Help, my child’s a fussy eater!
Do you have trouble convincing your child to try new and different foods? It could be their gut. ‘Fussy eaters’ often have an imbalance in their gut bacteria, so balancing this with foods like fermented vegetables and probiotics (all rich sources of ‘good bugs’) can go a long way towards fixing this. It’s better not to get anxious or frustrated about fussy eating habits. If your child sees that their food preferences have this effect on you, it will only reinforce the problem. Just keep persisting with offering new foods—it’ll eventually pay off.
Some parents decide that they would rather give their child the sweet, processed foods they ask for (e.g. white bread sandwiches, sugary snack bars, chips) so that they at least eat something, but something is not necessarily better than nothing.
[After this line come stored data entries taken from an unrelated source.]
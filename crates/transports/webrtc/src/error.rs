//! Error types for the mesh transport

use std::net::Ipv4Addr;

use crate::signaling::Role;

/// Result type alias for mesh operations
pub type Result<T> = std::result::Result<T, Error>;

/// Mesh transport errors
#[derive(Debug, thiserror::Error)]
pub enum Error {
    /// WebRTC engine error
    #[error("WebRTC error: {0}")]
    WebRtcError(String),

    /// Data channel error
    #[error("Data channel error: {0}")]
    DataChannelError(String),

    /// Signaling delivery error (HTTP request failed or was refused)
    #[error("Signaling error: {0}")]
    SignalingError(String),

    /// Peer sent something the protocol does not allow
    #[error("Protocol violation: {0}")]
    ProtocolViolation(String),

    /// A connection for this peer already exists
    #[error("Connection to {0} already exists")]
    DuplicateConnection(Ipv4Addr),

    /// No connection is tracked for this peer
    #[error("No connection for peer {0}")]
    ConnectionNotFound(Ipv4Addr),

    /// Answer received for a connection that did not send the offer
    #[error("Role mismatch for peer {peer}: connection was created as {actual}")]
    RoleMismatch { peer: Ipv4Addr, actual: Role },

    /// Media frame could not be decoded
    #[error("Invalid frame: {0}")]
    InvalidFrame(String),

    /// Media track or sample error
    #[error("Media error: {0}")]
    MediaError(String),

    /// Overlay network status could not be read
    #[error("Overlay error: {0}")]
    OverlayError(String),

    /// Invalid configuration
    #[error("Configuration error: {0}")]
    ConfigError(String),

    /// I/O error
    #[error("I/O error: {0}")]
    Io(#[from] std::io::Error),

    /// JSON encode/decode error
    #[error("Serialization error: {0}")]
    Serialization(#[from] serde_json::Error),
}

impl From<reqwest::Error> for Error {
    fn from(err: reqwest::Error) -> Self {
        Error::SignalingError(err.to_string())
    }
}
Kids will always eat when they are hungry. To give a little tummy a rest for a while, is not a bad thing either. Like we said—kids will eat when they are hungry!
Be a healthy food role-model
So, how do you encourage your children to eat a richly varied and balanced diet? The answer is simple: be a healthy food role-model.
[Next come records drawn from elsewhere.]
//! WebRTC data channel wrapper
//!
//! Wraps an `RTCDataChannel` as a [`ControlChannel`] and forwards its open,
//! message and close callbacks onto the session's transport event queue.

use std::sync::Arc;

use async_trait::async_trait;
use tracing::{debug, error, warn};
use webrtc::data_channel::data_channel_state::RTCDataChannelState;
use webrtc::data_channel::RTCDataChannel;

use super::{ControlChannel, SessionKey, TransportEvent, TransportEventSender};
use crate::{Error, Result};

/// Text data channel backed by webrtc-rs
pub struct WebRtcControlChannel {
    label: String,
    rtc_channel: Arc<RTCDataChannel>,
}

impl WebRtcControlChannel {
    /// Wrap a channel and install its handlers
    pub fn attach(
        rtc_channel: Arc<RTCDataChannel>,
        key: SessionKey,
        events: TransportEventSender,
    ) -> Arc<Self> {
        let channel = Arc::new(Self {
            label: rtc_channel.label().to_string(),
            rtc_channel,
        });
        channel.setup_handlers(key, events);
        channel
    }

    fn setup_handlers(&self, key: SessionKey, events: TransportEventSender) {
        let label = self.label.clone();
        let tx = events.clone();
        self.rtc_channel.on_open(Box::new(move || {
            Box::pin(async move {
                debug!(peer = %key.peer, "Data channel '{}' opened", label);
                let _ = tx.send(TransportEvent::ChannelOpen { key, label });
            })
        }));

        let label = self.label.clone();
        let tx = events.clone();
        self.rtc_channel.on_message(Box::new(move |msg| {
            let label = label.clone();
            let tx = tx.clone();
            Box::pin(async move {
                if !msg.is_string {
                    warn!(peer = %key.peer, "Ignoring binary message on '{}'", label);
                    return;
                }
                let text = String::from_utf8_lossy(&msg.data).into_owned();
                let _ = tx.send(TransportEvent::ChannelMessage { key, label, text });
            })
        }));

        let label = self.label.clone();
        let tx = events;
        self.rtc_channel.on_close(Box::new(move || {
            let label = label.clone();
            let tx = tx.clone();
            Box::pin(async move {
                debug!(peer = %key.peer, "Data channel '{}' closed", label);
                let _ = tx.send(TransportEvent::ChannelClosed { key, label });
            })
        }));

        let label = self.label.clone();
        self.rtc_channel.on_error(Box::new(move |err| {
            let label = label.clone();
            Box::pin(async move {
                error!(peer = %key.peer, "Data channel '{}' error: {}", label, err);
            })
        }));
    }
}

#[async_trait]
impl ControlChannel for WebRtcControlChannel {
    fn label(&self) -> &str {
        &self.label
    }

    fn is_open(&self) -> bool {
        self.rtc_channel.ready_state() == RTCDataChannelState::Open
    }

    async fn send_text(&self, text: &str) -> Result<()> {
        if !self.is_open() {
            return Err(Error::DataChannelError(format!(
                "Data channel '{}' is not open (state: {})",
                self.label,
                self.rtc_channel.ready_state()
            )));
        }
        self.rtc_channel
            .send_text(text.to_string())
            .await
            .map_err(|e| Error::DataChannelError(format!("Failed to send on '{}': {}", self.label, e)))?;
        Ok(())
    }

    async fn close(&self) -> Result<()> {
        self.rtc_channel
            .close()
            .await
            .map_err(|e| Error::DataChannelError(format!("Failed to close channel: {}", e)))
    }
}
Don’t let your child rule the pantry and meal times with unhealthy food preferences. If you role-model healthy eating; discuss nutrition and the different food groups with your child; and provide healthy snacks (e.g. raw vegies with hummus/avocado dip, fruit, seed crackers, raw seed/gogi berries mix etc) in your child’s lunch box, they will *eventually* try out these new foods.
Make meals fun! Encourage kids to ‘eat a rainbow’ at every meal, ticking off how many different colours they eat. You can even run a family-friendly competition to see who gets the most rainbows in a week! Get creative with colour charts for this one!
Remember to be firm, patient and encouraging with your kids. Introducing new foods is a gradual process. This is especially true with fussy eaters, who are accustomed to eating in a very specific way. If your child is fussy, there are things you can do to ascertain the health of their gut bacteria. Complementary health professionals such as Naturopaths can order ‘poo tests’ to check the levels of bacteria in your little one’s tummy. This can then be treated accordingly.
If you gradually replace your child’s preferred snacks/meals with healthier alternatives —having an ongoing conversation about nutrition and the importance of eating a balanced diet — you will empower your kids to make healthy dietary choices in the future.
Tiina, our Naturopath, can also aid you with specific diets, including recipes tailored to your needs (e.g. gluten free, paleo, gut healing, GAPS, etc).
Change your meal-time ritual
Teaching your kids about healthy eating habits may also involve changing your meal-time rituals. Here are some handy tips:
- Involve your children in shopping and preparing meals
If your kids ask for sugary snack foods, gently guide them in the direction of healthy alternatives. Teach them about the ingredients needed to cook healthy, wholesome meals, and encourage them to learn through hands-on experience in the kitchen.
Take your kids to farmers’ markets and encourage them to pick out some healthy foods they’d like to try. By helping with meal preparation, your kids will feel a sense of accomplishment and may be more willing to try new foods.
- Try not to use food as a punishment or reward for your child’s behaviour
If you threaten to withhold food from your child due to bad behaviour, they may develop anxiety and fear about food. If you use foods—particularly sweets—as a reward for good behaviour, your child will assume that sweets are more valuable than wholesome meals.
Instead, treats can be as simple as a punnet of strawberries, raspberries or even some home popped organic popcorn with a dash of good quality salt for a mineral boost. There aren’t many kids who will turn down popcorn!
- Eat meals as a family
Where possible, switch off the TV and sit down together for meal times. Make meal times as stress-free, restful and conversational as possible. Your child will form positive, happy associations with eating and meal times.
- Watch portion sizes and snacking
Be aware of how much your kids are eating. Make sure nutritious snacks are available, but be careful snacking doesn’t spoil your child’s appetite at meal times. If your child can’t eat a certain portion size, don’t force them to “clean the plate”. If you teach your child to ignore feelings of fullness, they may become an overeater. Teaching kids to listen to their body will be a life-long, valuable health tool.